* _RECORDS FOR THIS TASK_:
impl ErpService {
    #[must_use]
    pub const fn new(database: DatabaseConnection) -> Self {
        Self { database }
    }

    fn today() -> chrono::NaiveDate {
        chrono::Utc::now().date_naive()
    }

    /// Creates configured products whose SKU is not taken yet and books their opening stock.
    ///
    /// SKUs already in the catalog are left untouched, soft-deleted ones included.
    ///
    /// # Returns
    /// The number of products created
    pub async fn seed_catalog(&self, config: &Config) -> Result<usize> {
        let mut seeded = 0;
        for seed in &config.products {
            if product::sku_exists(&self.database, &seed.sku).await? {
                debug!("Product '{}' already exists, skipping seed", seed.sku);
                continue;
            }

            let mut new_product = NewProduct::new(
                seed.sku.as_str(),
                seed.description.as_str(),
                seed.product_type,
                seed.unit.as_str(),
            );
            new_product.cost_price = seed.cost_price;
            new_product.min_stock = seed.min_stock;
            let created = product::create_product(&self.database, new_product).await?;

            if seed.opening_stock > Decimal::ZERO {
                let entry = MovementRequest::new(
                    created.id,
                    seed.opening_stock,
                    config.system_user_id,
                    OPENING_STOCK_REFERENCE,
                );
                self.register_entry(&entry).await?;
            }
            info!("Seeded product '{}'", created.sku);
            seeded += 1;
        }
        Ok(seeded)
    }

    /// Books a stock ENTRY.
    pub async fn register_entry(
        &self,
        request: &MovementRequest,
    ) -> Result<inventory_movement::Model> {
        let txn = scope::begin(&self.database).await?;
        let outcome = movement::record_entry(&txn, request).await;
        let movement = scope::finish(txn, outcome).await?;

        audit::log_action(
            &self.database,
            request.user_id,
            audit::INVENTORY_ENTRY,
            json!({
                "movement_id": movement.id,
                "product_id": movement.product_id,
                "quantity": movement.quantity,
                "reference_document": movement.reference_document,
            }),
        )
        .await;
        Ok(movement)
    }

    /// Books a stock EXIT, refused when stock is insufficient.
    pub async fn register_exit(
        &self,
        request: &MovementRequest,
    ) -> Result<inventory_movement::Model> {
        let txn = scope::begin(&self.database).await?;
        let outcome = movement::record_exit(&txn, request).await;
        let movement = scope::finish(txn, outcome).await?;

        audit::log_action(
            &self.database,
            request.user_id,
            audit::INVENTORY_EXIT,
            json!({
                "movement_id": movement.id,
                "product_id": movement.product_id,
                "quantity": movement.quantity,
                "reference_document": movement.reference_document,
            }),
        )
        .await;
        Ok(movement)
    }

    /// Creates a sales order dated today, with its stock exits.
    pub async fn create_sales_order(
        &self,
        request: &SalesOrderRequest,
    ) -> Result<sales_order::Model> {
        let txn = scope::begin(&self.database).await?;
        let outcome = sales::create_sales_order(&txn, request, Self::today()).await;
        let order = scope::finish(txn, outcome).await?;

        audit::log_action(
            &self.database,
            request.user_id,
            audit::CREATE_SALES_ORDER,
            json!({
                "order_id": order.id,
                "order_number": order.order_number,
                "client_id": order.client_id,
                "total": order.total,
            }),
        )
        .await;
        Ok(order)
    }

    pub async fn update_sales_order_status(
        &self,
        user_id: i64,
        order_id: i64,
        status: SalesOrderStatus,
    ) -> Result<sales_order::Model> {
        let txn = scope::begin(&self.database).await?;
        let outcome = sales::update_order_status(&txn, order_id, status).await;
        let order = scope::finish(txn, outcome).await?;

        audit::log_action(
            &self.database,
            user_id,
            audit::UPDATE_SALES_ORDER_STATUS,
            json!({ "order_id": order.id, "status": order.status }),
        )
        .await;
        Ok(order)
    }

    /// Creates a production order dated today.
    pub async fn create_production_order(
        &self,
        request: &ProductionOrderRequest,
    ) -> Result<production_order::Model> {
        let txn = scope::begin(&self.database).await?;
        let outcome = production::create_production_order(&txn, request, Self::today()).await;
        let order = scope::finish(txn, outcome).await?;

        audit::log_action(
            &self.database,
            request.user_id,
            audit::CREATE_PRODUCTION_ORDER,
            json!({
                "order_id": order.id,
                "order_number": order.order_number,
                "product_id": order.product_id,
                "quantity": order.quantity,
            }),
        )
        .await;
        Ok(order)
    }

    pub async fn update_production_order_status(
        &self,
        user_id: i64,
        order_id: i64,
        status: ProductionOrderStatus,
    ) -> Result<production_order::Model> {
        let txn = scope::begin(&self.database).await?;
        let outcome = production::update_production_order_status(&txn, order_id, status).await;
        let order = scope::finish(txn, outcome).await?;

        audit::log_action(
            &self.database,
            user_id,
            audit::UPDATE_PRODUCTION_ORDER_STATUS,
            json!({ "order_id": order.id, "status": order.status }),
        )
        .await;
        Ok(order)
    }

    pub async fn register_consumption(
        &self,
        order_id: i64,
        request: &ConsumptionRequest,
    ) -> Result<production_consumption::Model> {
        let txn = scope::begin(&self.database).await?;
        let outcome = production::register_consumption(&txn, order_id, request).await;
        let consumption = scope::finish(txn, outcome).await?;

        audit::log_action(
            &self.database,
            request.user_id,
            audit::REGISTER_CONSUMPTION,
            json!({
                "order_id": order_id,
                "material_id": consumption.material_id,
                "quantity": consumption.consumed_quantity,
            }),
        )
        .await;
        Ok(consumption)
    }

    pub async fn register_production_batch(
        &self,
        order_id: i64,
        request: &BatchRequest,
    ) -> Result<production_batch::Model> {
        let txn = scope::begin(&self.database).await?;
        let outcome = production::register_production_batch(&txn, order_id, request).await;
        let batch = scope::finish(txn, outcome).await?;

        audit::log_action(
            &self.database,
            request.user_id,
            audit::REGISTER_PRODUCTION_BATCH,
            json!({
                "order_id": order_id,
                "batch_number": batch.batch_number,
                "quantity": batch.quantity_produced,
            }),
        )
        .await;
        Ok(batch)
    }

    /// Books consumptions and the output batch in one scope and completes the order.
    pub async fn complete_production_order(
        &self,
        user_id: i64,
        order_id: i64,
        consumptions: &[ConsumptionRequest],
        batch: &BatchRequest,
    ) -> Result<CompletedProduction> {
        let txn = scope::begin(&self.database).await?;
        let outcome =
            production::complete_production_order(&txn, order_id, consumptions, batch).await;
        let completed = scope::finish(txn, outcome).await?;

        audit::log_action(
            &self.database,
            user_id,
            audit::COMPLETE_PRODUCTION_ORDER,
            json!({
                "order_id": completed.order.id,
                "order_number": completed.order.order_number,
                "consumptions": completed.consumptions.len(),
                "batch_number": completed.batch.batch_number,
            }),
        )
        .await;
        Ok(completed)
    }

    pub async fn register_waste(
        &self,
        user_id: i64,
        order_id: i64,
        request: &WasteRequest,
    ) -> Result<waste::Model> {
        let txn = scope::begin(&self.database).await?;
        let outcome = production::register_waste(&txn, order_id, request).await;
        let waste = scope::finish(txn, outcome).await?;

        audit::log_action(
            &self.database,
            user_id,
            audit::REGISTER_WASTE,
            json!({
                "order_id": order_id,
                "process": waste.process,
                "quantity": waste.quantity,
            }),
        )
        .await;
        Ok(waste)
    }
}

* _EXERCISE_: Take every line from the records above that has the word "today" and copy it.

* _ANSWER_:
    fn today() -> chrono::NaiveDate {
    /// Creates a sales order dated today, with its stock exits.
        let outcome = sales::create_sales_order(&txn, request, Self::today()).await;
    /// Creates a production order dated today.
        let outcome = production::create_production_order(&txn, request, Self::today()).await;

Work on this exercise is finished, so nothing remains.